Debbie Kerr, 71, Edmonton

I retired in 2019 at age 67 after working in the real estate industry for about 40 years. I loved my work – it was fun, challenging and constantly changing. However, it was important to me to leave while I was still on top of my game and before I was referred to as the ‘old broad’ by my much younger colleagues.

Retirement was a huge adjustment. After having a super busy and successful career, it was very humbling to find out no one missed me when I left and to see the business carry on smoothly without me. The phone stopped ringing, e-mails stopped coming and I remember thinking, ‘What do I do with all this extra time? What was I going to do with the next 25 years of my life?’ Longevity runs in my family, and I questioned whether it’s as good a deal as I once thought.

I decided to run the next chapter of my life like I did my former business – with goals and a purpose. I made an effort to stay in contact with my friends and rekindle relationships with old friends by setting up coffee meetings, lunches and dinners. I started to golf for fun with the girls, volunteer for community boards and do things that filled in all this spare time I have now. Travelling became a priority because I could do it on my own time, not when the business allowed it to happen.

I worked hard and I’m smart with my money, so I was in a better financial position entering retirement than some people are. Inflation hasn’t hit me as hard as it could have.

I look at life differently now that I’m retired. Some of my friends are dying or have serious health issues. It makes you realize tomorrow may not happen, so you need to plan on living each day to the fullest.

The best part of retirement is the freedom to do what I want when I want. I have had a life where I’ve met some amazing people and been to some memorable places with family and friends, and I will continue to do that.

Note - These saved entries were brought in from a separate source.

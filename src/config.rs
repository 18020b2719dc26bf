//! # Controller configuration.
//!
//! [`Config`] gathers every tunable of the controller side. Sub-structs
//! own their concern and carry their own defaults; `Config::default()`
//! reproduces the stock deployment.
//!
//! # Example
//! ```
//! use std::time::Duration;
//! use algovisor::{BackoffPolicy, Config, JitterPolicy};
//!
//! let mut cfg = Config::default();
//! cfg.heartbeat.pong_tolerance = 4;
//! cfg.restart.max_restarts = 3;
//! cfg.restart.backoff = BackoffPolicy {
//!     factor: 2.0,
//!     jitter: JitterPolicy::Equal,
//!     ..BackoffPolicy::default()
//! };
//! cfg.supervision.connection_grace = Duration::from_secs(5);
//!
//! assert_eq!(cfg.lifecycle().restart.max_restarts, 3);
//! ```

use std::net::SocketAddr;
use std::time::Duration;

use crate::control::ControlConfig;
use crate::heartbeat::HeartbeatConfig;
use crate::lifecycle::{LifecycleConfig, WorkerCommand};
use crate::policies::RestartPolicy;

/// Timing of the runtime's supervisor loop.
#[derive(Debug, Clone, Copy)]
pub struct SupervisionConfig {
    /// Pause between supervisor iterations.
    pub tick: Duration,
    /// Pause after a failed `ensure_connected`.
    pub reconnect_delay: Duration,
    /// Pause after a restart attempt, whatever its outcome.
    pub settle_delay: Duration,
    /// Window after (re)connecting in which heartbeat misses are tolerated.
    pub connection_grace: Duration,
    /// Consecutive unhealthy iterations that trigger a restart.
    pub unhealthy_restart_threshold: u32,
}

impl Default for SupervisionConfig {
    fn default() -> Self {
        Self {
            tick: Duration::from_millis(100),
            reconnect_delay: Duration::from_millis(500),
            settle_delay: Duration::from_millis(200),
            connection_grace: Duration::from_secs(2),
            unhealthy_restart_threshold: 3,
        }
    }
}

/// Everything the controller runtime needs to know.
#[derive(Debug, Clone)]
pub struct Config {
    pub worker_addr: SocketAddr,
    pub connect_timeout: Duration,
    /// Bound on the worker's readiness handshake.
    pub ready_timeout: Duration,
    pub worker: WorkerCommand,
    pub restart: RestartPolicy,
    pub heartbeat: HeartbeatConfig,
    pub control: ControlConfig,
    pub supervision: SupervisionConfig,
    /// Rate of the built-in sensor generator.
    pub sensor_rate_hz: f64,
    /// Capacity of the event bus channel.
    pub bus_capacity: usize,
}

impl Default for Config {
    fn default() -> Self {
        let lifecycle = LifecycleConfig::default();
        Self {
            worker_addr: lifecycle.worker_addr,
            connect_timeout: lifecycle.connect_timeout,
            ready_timeout: lifecycle.ready_timeout,
            worker: WorkerCommand::default(),
            restart: lifecycle.restart,
            heartbeat: HeartbeatConfig::default(),
            control: ControlConfig::default(),
            supervision: SupervisionConfig::default(),
            sensor_rate_hz: 200.0,
            bus_capacity: 1024,
        }
    }
}

impl Config {
    /// The slice of settings the process manager uses.
    pub fn lifecycle(&self) -> LifecycleConfig {
        LifecycleConfig {
            worker_addr: self.worker_addr,
            connect_timeout: self.connect_timeout,
            ready_timeout: self.ready_timeout,
            restart: self.restart,
        }
    }

    /// Bus capacity, at least 1.
    pub fn bus_capacity_clamped(&self) -> usize {
        self.bus_capacity.max(1)
    }
}
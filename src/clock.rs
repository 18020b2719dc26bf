//! Monotonic timestamps for wire messages.
//!
//! Nanoseconds since the first call in this process. Only differences
//! between two readings of the same process are meaningful.

use std::sync::OnceLock;
use std::time::{Duration, Instant};

static EPOCH: OnceLock<Instant> = OnceLock::new();

/// Current monotonic time in nanoseconds.
pub fn now_ns() -> u64 {
    let epoch = EPOCH.get_or_init(Instant::now);
    epoch.elapsed().as_nanos().min(u128::from(u64::MAX)) as u64
}

/// Converts a nanosecond difference to fractional milliseconds.
pub fn ns_to_ms(ns: u64) -> f64 {
    ns as f64 / 1_000_000.0
}

/// Milliseconds as `f64`, for status metrics.
pub fn duration_ms(d: Duration) -> f64 {
    d.as_secs_f64() * 1000.0
}
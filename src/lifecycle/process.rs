//! Spawning and reaping the worker executable.

use std::path::PathBuf;
use std::process::Stdio;
use std::time::Duration;

use async_trait::async_trait;
use tokio::process::{Child, ChildStdout, Command};

use crate::error::LifecycleError;

use super::readiness::{self, READY_ENV, ReadinessSignal};

const REAP_TIMEOUT: Duration = Duration::from_secs(2);

/// How to start the worker.
#[derive(Debug, Clone)]
pub struct WorkerCommand {
    pub program: PathBuf,
    pub args: Vec<String>,
    /// Extra environment for the child.
    pub env: Vec<(String, String)>,
    pub readiness: ReadinessSignal,
}

impl Default for WorkerCommand {
    fn default() -> Self {
        Self {
            program: PathBuf::from("algo_worker"),
            args: Vec::new(),
            env: Vec::new(),
            readiness: ReadinessSignal::PipeByte,
        }
    }
}

/// A launched worker, possibly not yet ready.
#[async_trait]
pub trait WorkerProcess: Send {
    fn pid(&self) -> Option<u32>;

    /// Blocks until the readiness signal arrives or `timeout` passes.
    async fn wait_ready(&mut self, timeout: Duration) -> Result<(), LifecycleError>;

    /// Exit status description if the process is gone.
    fn exit_status(&mut self) -> Option<String>;

    /// Kills and reaps. Idempotent.
    async fn terminate(&mut self);
}

/// Something that can start a worker.
#[async_trait]
pub trait Launch: Send + Sync + 'static {
    async fn spawn(&self) -> Result<Box<dyn WorkerProcess>, LifecycleError>;

    /// Human-readable name of what is launched, for events.
    fn describe(&self) -> String;
}

/// Launches a real executable with `tokio::process`.
#[derive(Debug, Clone)]
pub struct ProcessLauncher {
    cmd: WorkerCommand,
}

impl ProcessLauncher {
    pub fn new(cmd: WorkerCommand) -> Self {
        Self { cmd }
    }
}

#[async_trait]
impl Launch for ProcessLauncher {
    async fn spawn(&self) -> Result<Box<dyn WorkerProcess>, LifecycleError> {
        let marker = self.cmd.readiness.marker_path();
        if let Some(path) = &marker {
            let _ = tokio::fs::remove_file(path).await;
        }

        let mut command = Command::new(&self.cmd.program);
        command
            .args(&self.cmd.args)
            .envs(self.cmd.env.iter().map(|(k, v)| (k.as_str(), v.as_str())))
            .env(READY_ENV, self.cmd.readiness.env_value())
            .stdin(Stdio::null())
            .stderr(Stdio::inherit())
            .kill_on_drop(true);
        match marker {
            None => command.stdout(Stdio::piped()),
            Some(_) => command.stdout(Stdio::null()),
        };

        let mut child = command.spawn().map_err(|source| LifecycleError::Launch {
            program: self.describe(),
            source,
        })?;
        let pending = match marker {
            None => child.stdout.take().map(Pending::Pipe),
            Some(path) => Some(Pending::Marker(path)),
        };

        Ok(Box::new(ChildProcess { child, pending }))
    }

    fn describe(&self) -> String {
        self.cmd.program.display().to_string()
    }
}

enum Pending {
    Pipe(ChildStdout),
    Marker(PathBuf),
}

struct ChildProcess {
    child: Child,
    pending: Option<Pending>,
}

#[async_trait]
impl WorkerProcess for ChildProcess {
    fn pid(&self) -> Option<u32> {
        self.child.id()
    }

    async fn wait_ready(&mut self, timeout: Duration) -> Result<(), LifecycleError> {
        match self.pending.take() {
            None => Err(LifecycleError::HandshakeClosed),
            Some(Pending::Pipe(mut stdout)) => {
                readiness::wait_for_byte(&mut stdout, timeout).await?;
                // Keep draining so a chatty worker never blocks on a full pipe.
                tokio::spawn(async move {
                    let _ = tokio::io::copy(&mut stdout, &mut tokio::io::sink()).await;
                });
                Ok(())
            }
            Some(Pending::Marker(path)) => {
                readiness::wait_for_marker(&path, &mut self.child, timeout).await
            }
        }
    }

    fn exit_status(&mut self) -> Option<String> {
        match self.child.try_wait() {
            Ok(Some(status)) => Some(status.to_string()),
            Ok(None) => None,
            Err(e) => Some(format!("unknown ({e})")),
        }
    }

    async fn terminate(&mut self) {
        let _ = self.child.start_kill();
        let _ = tokio::time::timeout(REAP_TIMEOUT, self.child.wait()).await;
    }
}
#[cfg(test)]
mod tests {
    use std::time::Duration;

    use super::*;
    use crate::config::Config;
    use crate::error::LifecycleError;
    use crate::lifecycle::{LifecycleConfig, ProcessManager};
    use crate::policies::{BackoffPolicy, RestartPolicy};
    use crate::runtime::RuntimeBuilder;
    use crate::status::{AlgoHealth, ErrorCode};
    use crate::testkit::{FakeLauncher, PongMode, ScriptedLink};

    fn fast_config(max_restarts: u64) -> Config {
        let mut cfg = Config::default();
        cfg.connect_timeout = Duration::from_millis(20);
        cfg.ready_timeout = Duration::from_millis(50);
        cfg.restart = RestartPolicy {
            max_restarts,
            backoff: BackoffPolicy::constant(Duration::from_millis(5)),
        };
        cfg.heartbeat.interval = Duration::from_millis(20);
        cfg.heartbeat.timeout = Duration::from_millis(10);
        cfg.heartbeat.miss_threshold = 1;
        cfg.supervision.tick = Duration::from_millis(10);
        cfg.supervision.reconnect_delay = Duration::from_millis(10);
        cfg.supervision.settle_delay = Duration::from_millis(10);
        cfg.supervision.connection_grace = Duration::from_millis(30);
        cfg.supervision.unhealthy_restart_threshold = 2;
        cfg.sensor_rate_hz = 500.0;
        cfg
    }

    fn manager(
        cfg: &Config,
        link: &Arc<ScriptedLink>,
        launcher: &Arc<FakeLauncher>,
        bus: &Bus,
    ) -> Arc<ProcessManager> {
        let lc = LifecycleConfig {
            worker_addr: launcher.addr(),
            ..cfg.lifecycle()
        };
        Arc::new(ProcessManager::new(
            lc,
            link.clone(),
            launcher.clone(),
            bus.clone(),
        ))
    }

    fn state_changes(rx: &mut broadcast::Receiver<Event>) -> Vec<Triple> {
        let mut out = Vec::new();
        while let Ok(ev) = rx.try_recv() {
            if ev.kind == EventKind::StateChanged {
                out.push(Triple::new(
                    ev.state.unwrap(),
                    ev.health.unwrap(),
                    ev.error.unwrap(),
                ));
            }
        }
        out
    }

    #[tokio::test]
    async fn unreachable_worker_stays_degraded_without_restarts() {
        let cfg = fast_config(5);
        let link = Arc::new(ScriptedLink::disconnected());
        link.set_connect_ok(false);
        let launcher = Arc::new(FakeLauncher::scripted());
        launcher.fail_spawn(true);
        let lifecycle = manager(&cfg, &link, &launcher, &Bus::new(64));

        let rt = RuntimeBuilder::new(cfg)
            .with_link(link.clone())
            .with_lifecycle(lifecycle.clone())
            .build();
        rt.start();
        tokio::time::sleep(Duration::from_millis(200)).await;

        let s = rt.status();
        assert_eq!(s.system_state, SystemState::Degraded);
        assert_eq!(s.algo_health, AlgoHealth::Disconnected);
        assert_eq!(s.last_error, ErrorCode::IpcConnectFailed);
        assert_eq!(rt.restart_count(), 0);
        assert_eq!(launcher.spawns(), 0);
        assert!(!rt.is_control_loop_running());

        rt.stop().await;
        assert_eq!(rt.status().system_state, SystemState::Stopped);
    }

    #[tokio::test]
    async fn healthy_worker_starts_control_loop_once() {
        let cfg = fast_config(5);
        let link = Arc::new(ScriptedLink::connected());
        let launcher = Arc::new(FakeLauncher::scripted());
        let lifecycle = manager(&cfg, &link, &launcher, &Bus::new(64));

        let rt = RuntimeBuilder::new(cfg)
            .with_link(link.clone())
            .with_lifecycle(lifecycle)
            .build();
        let mut rx = rt.bus().subscribe();
        assert_eq!(rt.status().system_state, SystemState::Starting);

        rt.start();
        tokio::time::sleep(Duration::from_millis(400)).await;

        let started = std::iter::from_fn(|| rx.try_recv().ok())
            .filter(|ev| ev.kind == EventKind::ControlLoopStarted)
            .count();
        assert_eq!(started, 1);
        assert!(rt.is_control_loop_running());
        let s = rt.status();
        assert_eq!(s.system_state, SystemState::Running);
        assert_eq!(s.algo_health, AlgoHealth::Healthy);
        assert!(s.sensor_seq > 0);
        assert_eq!(launcher.spawns(), 0);

        rt.stop().await;
        assert!(!rt.is_control_loop_running());
    }

    #[tokio::test]
    async fn lost_heartbeat_restarts_worker_once() {
        let cfg = fast_config(5);
        let link = Arc::new(ScriptedLink::connected());
        let launcher = Arc::new(FakeLauncher::scripted());
        let lifecycle = manager(&cfg, &link, &launcher, &Bus::new(64));

        let rt = RuntimeBuilder::new(cfg)
            .with_link(link.clone())
            .with_lifecycle(lifecycle)
            .build();
        let mut rx = rt.bus().subscribe();
        rt.start();
        tokio::time::sleep(Duration::from_millis(150)).await;
        assert_eq!(rt.status().algo_health, AlgoHealth::Healthy);

        link.set_mode(PongMode::Drop);
        tokio::time::sleep(Duration::from_millis(400)).await;

        // After the restart the fresh worker has not proven health yet,
        // so it is not restarted again.
        assert_eq!(rt.restart_count(), 1);
        assert_eq!(launcher.spawns(), 1);
        let seen = state_changes(&mut rx);
        assert!(seen.contains(&Triple::HEARTBEAT_TIMEOUT));
        assert_eq!(rt.status().system_state, SystemState::Running);

        rt.stop().await;
    }

    #[tokio::test]
    async fn reconnect_after_link_loss_gets_fresh_grace() {
        let mut cfg = fast_config(5);
        cfg.supervision.connection_grace = Duration::from_millis(500);
        let link = Arc::new(ScriptedLink::connected());
        let launcher = Arc::new(FakeLauncher::scripted());
        let lifecycle = manager(&cfg, &link, &launcher, &Bus::new(64));

        let rt = RuntimeBuilder::new(cfg)
            .with_link(link.clone())
            .with_lifecycle(lifecycle)
            .build();
        let mut rx = rt.bus().subscribe();
        rt.start();
        tokio::time::sleep(Duration::from_millis(700)).await;
        assert_eq!(rt.status().algo_health, AlgoHealth::Healthy);

        // Worker drops the link and is briefly silent after reconnecting.
        link.set_mode(PongMode::Drop);
        link.drop_connection();
        tokio::time::sleep(Duration::from_millis(150)).await;
        link.set_mode(PongMode::Echo);
        tokio::time::sleep(Duration::from_millis(200)).await;

        assert_eq!(rt.restart_count(), 0);
        assert_eq!(link.connects(), 1, "reconnected once, no restart");
        assert_eq!(launcher.spawns(), 0);
        assert!(!state_changes(&mut rx).contains(&Triple::HEARTBEAT_TIMEOUT));
        let s = rt.status();
        assert_eq!(s.system_state, SystemState::Running);
        assert_eq!(s.algo_health, AlgoHealth::Healthy);
        assert!(rt.is_control_loop_running());

        rt.stop().await;
    }

    #[tokio::test]
    async fn restart_limit_latches_degraded() {
        let cfg = fast_config(0);
        let link = Arc::new(ScriptedLink::connected());
        let launcher = Arc::new(FakeLauncher::scripted());
        let lifecycle = manager(&cfg, &link, &launcher, &Bus::new(64));

        let rt = RuntimeBuilder::new(cfg)
            .with_link(link.clone())
            .with_lifecycle(lifecycle)
            .build();
        rt.start();
        tokio::time::sleep(Duration::from_millis(150)).await;
        link.set_mode(PongMode::Drop);
        tokio::time::sleep(Duration::from_millis(200)).await;

        // Recovering pongs do not lift the latch.
        link.set_mode(PongMode::Echo);
        let connects = link.connects();
        tokio::time::sleep(Duration::from_millis(150)).await;

        let s = rt.status();
        assert_eq!(s.system_state, SystemState::Degraded);
        assert_eq!(s.last_error, ErrorCode::RestartLimitExceeded);
        assert_eq!(launcher.spawns(), 0);
        assert_eq!(link.connects(), connects, "no lifecycle calls after latching");
        assert!(
            LifecycleError::RestartLimitExceeded { max: 0 }.is_terminal(),
            "latch is driven by the terminal error"
        );

        rt.stop().await;
    }

    #[tokio::test]
    async fn stop_is_ordered_and_idempotent() {
        let cfg = fast_config(5);
        let link = Arc::new(ScriptedLink::connected());
        let launcher = Arc::new(FakeLauncher::scripted());
        let lifecycle = manager(&cfg, &link, &launcher, &Bus::new(64));

        let rt = RuntimeBuilder::new(cfg)
            .with_link(link.clone())
            .with_lifecycle(lifecycle)
            .build();
        let mut rx = rt.bus().subscribe();
        rt.start();
        tokio::time::sleep(Duration::from_millis(100)).await;

        rt.stop().await;
        rt.stop().await;
        assert!(!link.is_connected());

        let events: Vec<Event> = std::iter::from_fn(|| rx.try_recv().ok()).collect();
        let pos = |pred: &dyn Fn(&Event) -> bool| events.iter().position(|e| pred(e)).unwrap();
        let requested = pos(&|e| e.kind == EventKind::ShutdownRequested);
        let stopping = pos(&|e| e.state == Some(SystemState::Stopping));
        let loop_stopped = pos(&|e| e.kind == EventKind::ControlLoopStopped);
        let stopped = pos(&|e| e.state == Some(SystemState::Stopped));
        assert!(requested < stopping);
        assert!(stopping < loop_stopped);
        assert!(loop_stopped < stopped);
        assert_eq!(
            events
                .iter()
                .filter(|e| e.kind == EventKind::ShutdownRequested)
                .count(),
            1
        );
        assert_eq!(rt.status().system_state, SystemState::Stopped);

        // Start after stop does nothing.
        rt.start();
        assert!(!rt.is_control_loop_running());
    }
}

My advice for those looking at retiring is to make sure you have a plan to keep busy and entertained. I find retirement is the hardest job I’ve ever had, and the last thing I want to end up as is one of those people who doesn’t have a life and just exists day-to-day. None of us know if tomorrow will come, so live a great life every day.

As told to Brenda Bouw

This interview has been edited and condensed.

Are you a Canadian retiree interested in discussing what life is like now that you’ve stopped working? The Globe is looking for people to participate in its Tales from the Golden Age feature, which examines the personal and financial realities of retirement. If you’re interested in being interviewed for this feature and agree to use your full name and have a photo taken, please e-mail us at: Please include a few details about how you saved and invested for retirement and what your life is like now.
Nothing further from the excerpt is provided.